Thou shalt beget sons and daughters, but thou shalt not enjoy them; for they shall go into captivity.

Thou shalt beget sons and daughters, but thou shalt not enjoy them. All the Jewish children in Georgia are the property of the Georgian powers (Joseph Wolff).


Verse 42

All thy trees and fruit of thy land shall the locust consume.

No JFB commentary on this verse.


Verse 43-44

The stranger that is within thee shall get up above thee very high; and thou shalt come down very low.

The stranger that is within thee shall get above thee very high. This was fulfilled in the subsequent history of Israel; as appears, for instance, in the prosperity of "the stranger" (Judges 2:14; 1 Samuel 13:10), and in the striking contrast between the days of Solomon, when the weight of gold (silver being nothing accounted of) which came to the king in one year was six hundred threescore and six talents, and those of Jehoiakim, when Pharaoh-necho, having by conquest become "the head" of Judea, could impose only a tribute of one hundred talents of silver and one talent of gold, which, small as it was, could with difficulty be raised by an impoverished people.

'Doubtless in those days, and many which followed them, the proud stranger frequently lent to the oppressed Jew of that which had been his own, but the Jew did not lend to him.
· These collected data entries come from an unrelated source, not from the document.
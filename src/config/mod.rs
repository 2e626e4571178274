//! Configuration module for the call gateway
//!
//! This module handles server configuration from various sources: .env files, YAML files,
//! and environment variables. Priority: YAML > ENV vars > .env values > defaults.
//!
//! # Modules
//! - `yaml`: YAML configuration file loading
//! - `env`: Environment variable loading
//! - `merge`: Applying YAML overrides on top of the environment
//! - `validation`: Configuration validation logic
//! - `utils`: Utility functions for configuration parsing
//!
//! # Example
//! ```rust,no_run
//! use call_gateway::config::ServerConfig;
//! use std::path::PathBuf;
//!
//! # fn main() -> Result<(), Box<dyn std::error::Error>> {
//! // Load from environment variables only
//! let config = ServerConfig::from_env()?;
//!
//! // Load from YAML file with environment variable overrides
//! let config_path = PathBuf::from("config.yaml");
//! let config = ServerConfig::from_file(&config_path)?;
//!
//! println!("Server listening on {}", config.address());
//! # Ok(())
//! # }
//! ```

use std::fmt;
use std::path::PathBuf;
use std::time::Duration;
use thiserror::Error;

mod env;
mod merge;
mod utils;
mod validation;
mod yaml;

pub use yaml::YamlConfig;

use crate::core::assistant::OpenAIAssistantConfig;
use crate::core::orchestrator::CallSettings;
use crate::core::retry::RetryConfig;
use crate::core::stt::STTConfig;

/// Default status line sent to the caller when a call connects.
pub const DEFAULT_BANNER: &str = "system: connected to call gateway";

/// Errors raised while loading or validating configuration.
#[derive(Debug, Error)]
pub enum ConfigError {
    #[error("Failed to read config file {path}: {source}")]
    Read {
        path: String,
        #[source]
        source: std::io::Error,
    },

    #[error("Failed to parse YAML config: {0}")]
    Yaml(#[from] serde_yaml::Error),

    #[error("Invalid value for {name}: {message}")]
    InvalidValue { name: String, message: String },

    #[error("Invalid configuration: {0}")]
    Invalid(String),
}

/// TLS configuration for HTTPS and WSS
#[derive(Debug, Clone, PartialEq)]
pub struct TlsConfig {
    /// Path to the TLS certificate file (PEM format)
    pub cert_path: PathBuf,
    /// Path to the TLS private key file (PEM format)
    pub key_path: PathBuf,
}

/// Server configuration
///
/// Contains all configuration needed to run the call gateway, including:
/// - Server settings (host, port, TLS, idle timeout)
/// - OpenAI credentials shared by transcription, assistant and speech
/// - Per-collaborator model settings
/// - Call behaviour (greeting, opening line, banner)
/// - Retry policy for external calls
/// - Connection limits
#[derive(Debug, Clone)]
pub struct ServerConfig {
    // Server settings
    pub host: String,
    pub port: u16,

    // TLS configuration (optional)
    pub tls: Option<TlsConfig>,

    /// Seconds without any inbound frame before a call socket is closed
    /// Default: 300
    pub idle_timeout_seconds: u64,

    // OpenAI settings
    /// OpenAI API key for transcription, chat and speech
    pub openai_api_key: Option<ApiKey>,
    /// OpenAI API base URL
    /// Default: https://api.openai.com
    pub openai_base_url: String,

    // Transcription
    pub stt_provider: String,
    pub stt_model: String,
    /// ISO-639-1 language hint (None = auto-detect)
    pub stt_language: Option<String>,

    // Assistant
    pub assistant_provider: String,
    pub assistant_model: String,
    /// System instructions (None = built-in phone assistant prompt)
    pub assistant_instructions: Option<String>,
    pub assistant_temperature: Option<f32>,

    // Speech synthesis
    pub tts_model: String,
    pub tts_voice: String,
    pub tts_speed: f32,

    // Call behaviour
    /// Delay between the greeting tone and the ready signal
    /// Default: 500
    pub greeting_delay_ms: u64,
    pub play_greeting_tone: bool,
    /// Whether the assistant speaks first
    pub speak_first: bool,
    /// Fixed opening line (None = generated by the assistant)
    pub opening_line: Option<String>,
    /// Status line sent on connect (None = no banner)
    pub banner: Option<String>,
    /// Capacity of each call's outbound frame queue
    /// Default: 256
    pub send_queue_capacity: usize,

    /// Retry policy for transcription, response and synthesis calls
    pub retry: RetryConfig,
    /// Upper bound for each provider HTTP request, per attempt
    /// Default: 30
    pub request_timeout_seconds: u64,

    // Connection limits
    /// Maximum concurrent WebSocket connections
    /// Default: None (unlimited)
    pub max_websocket_connections: Option<usize>,
    /// Maximum connections per IP address
    /// Default: 100
    pub max_connections_per_ip: u32,
}

impl Default for ServerConfig {
    fn default() -> Self {
        Self {
            host: "0.0.0.0".to_string(),
            port: 3001,
            tls: None,
            idle_timeout_seconds: 300,
            openai_api_key: None,
            openai_base_url: "https://api.openai.com".to_string(),
            stt_provider: "openai".to_string(),
            stt_model: "whisper-1".to_string(),
            stt_language: None,
            assistant_provider: "openai".to_string(),
            assistant_model: "gpt-4o-mini".to_string(),
            assistant_instructions: None,
            assistant_temperature: None,
            tts_model: "tts-1".to_string(),
            tts_voice: "alloy".to_string(),
            tts_speed: 1.0,
            greeting_delay_ms: 500,
            play_greeting_tone: true,
            speak_first: false,
            opening_line: None,
            banner: Some(DEFAULT_BANNER.to_string()),
            send_queue_capacity: 256,
            retry: RetryConfig::default(),
            request_timeout_seconds: 30,
            max_websocket_connections: None,
            max_connections_per_ip: 100,
        }
    }
}

/// Secret API key; wiped from memory on drop and redacted in `Debug` output.
#[derive(Clone, PartialEq, Eq)]
pub struct ApiKey(String);

impl ApiKey {
    pub fn new(key: impl Into<String>) -> Self {
        Self(key.into())
    }

    pub fn expose(&self) -> &str {
        &self.0
    }
}

impl From<&str> for ApiKey {
    fn from(key: &str) -> Self {
        Self::new(key)
    }
}

impl From<String> for ApiKey {
    fn from(key: String) -> Self {
        Self(key)
    }
}

impl fmt::Debug for ApiKey {
    fn fmt(&self, f: &mut fmt::Formatter<'_>) -> fmt::Result {
        f.write_str("ApiKey(***)")
    }
}

impl Drop for ApiKey {
    fn drop(&mut self) {
        use zeroize::Zeroize;
        self.0.zeroize();
    }
}

impl ServerConfig {
    /// Load configuration from environment variables (and defaults).
    ///
    /// The .env file is loaded in main.rs at application startup, so its values
    /// are visible here as regular environment variables.
    pub fn from_env() -> Result<Self, ConfigError> {
        let config = env::from_env()?;
        validation::validate(&config)?;
        Ok(config)
    }

    /// Load configuration from a YAML file with environment variable base
    ///
    /// Priority order (highest to lowest):
    /// 1. YAML file values
    /// 2. Environment variables (actual ENV vars override .env values)
    /// 3. .env file values
    /// 4. Default values
    ///
    /// After loading and merging, performs validation on the final configuration.
    pub fn from_file(path: &PathBuf) -> Result<Self, ConfigError> {
        let yaml_config = yaml::YamlConfig::from_file(path)?;

        let mut config = env::from_env()?;
        merge::apply_yaml(&mut config, yaml_config)?;

        validation::validate(&config)?;
        Ok(config)
    }

    /// Get the server address as a string ("host:port")
    pub fn address(&self) -> String {
        format!("{}:{}", self.host, self.port)
    }

    /// Check if TLS is enabled
    pub fn is_tls_enabled(&self) -> bool {
        self.tls.is_some()
    }

    fn api_key(&self) -> String {
        self.openai_api_key
            .as_ref()
            .map(|key| key.expose().to_string())
            .unwrap_or_default()
    }

    pub fn idle_timeout(&self) -> Duration {
        Duration::from_secs(self.idle_timeout_seconds)
    }

    pub fn request_timeout(&self) -> Duration {
        Duration::from_secs(self.request_timeout_seconds)
    }

    /// Transcription engine configuration for one call.
    pub fn stt_config(&self) -> STTConfig {
        STTConfig {
            provider: self.stt_provider.clone(),
            api_key: self.api_key(),
            language: self.stt_language.clone().unwrap_or_default(),
            model: self.stt_model.clone(),
            base_url: self.openai_base_url.clone(),
            request_timeout: self.request_timeout(),
            ..Default::default()
        }
    }

    /// Assistant configuration (chat + speech).
    pub fn assistant_config(&self) -> OpenAIAssistantConfig {
        let defaults = OpenAIAssistantConfig::default();
        OpenAIAssistantConfig {
            api_key: self.api_key(),
            base_url: self.openai_base_url.clone(),
            model: self.assistant_model.clone(),
            instructions: self
                .assistant_instructions
                .clone()
                .unwrap_or(defaults.instructions),
            temperature: self.assistant_temperature,
            tts_model: self.tts_model.clone(),
            voice: self.tts_voice.clone(),
            speed: self.tts_speed,
            opening_prompt: defaults.opening_prompt,
            request_timeout: self.request_timeout(),
        }
    }

    /// Per-call behaviour handed to each conversation.
    pub fn call_settings(&self) -> CallSettings {
        CallSettings {
            greeting_delay: Duration::from_millis(self.greeting_delay_ms),
            play_greeting_tone: self.play_greeting_tone,
            speak_first: self.speak_first,
            opening_line: self.opening_line.clone(),
            banner: self.banner.clone(),
            retry: self.retry.clone(),
        }
    }
}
There is no record of the Jews becoming great moneylenders so long as they remained in the land of Israel, subject to foreign powers; and this is what is directly referred to, Deuteronomy 28:40; Deuteronomy 28:42; and the assault of the Roman armies is not alluded to until Deuteronomy 28:49.

There are, however, other prophetic scriptures referring more particularly to the latter or Roman captivity of Israel, and their general dispersion throughout the world, in which hints are given of their obtaining a certain influence among the nations of the earth; particularly Isaiah 60:9, which shows that the Jews would become remarkable for the possession of gold and silver, which, it may be presumed, was to be obtained by commerce, moneylending, or other means whereby wealth is usually accumulated. But though there is a large and influential body of merchants and bankers, the nation is still withered under the course that is written in this book. Taken as a whole, they are a very poor and suffering people; in the land of their fathers the stranger is still "the head;" they receive as a favour, when they receive it at all, that which was formerly their own by right; and although matters are somewhat improved of late years, they are still subject to various forms of injustice and oppression ('Jewish Intelligence,' Nov., 1861, pp. 290-293).


Verses 45-47

Moreover all these curses shall come upon thee, and shall pursue thee, and overtake thee, till thou be destroyed; because thou hearkenedst not unto the voice of the LORD thy God, to keep his commandments and his statutes which he commanded thee:

No JFB commentary on these verses.


Verse 48

Therefore shalt thou serve thine enemies which the LORD shall send against thee, in hunger, and in thirst, and in nakedness, and in want of all things: and he shall put a yoke of iron upon thy neck, until he have destroyed thee.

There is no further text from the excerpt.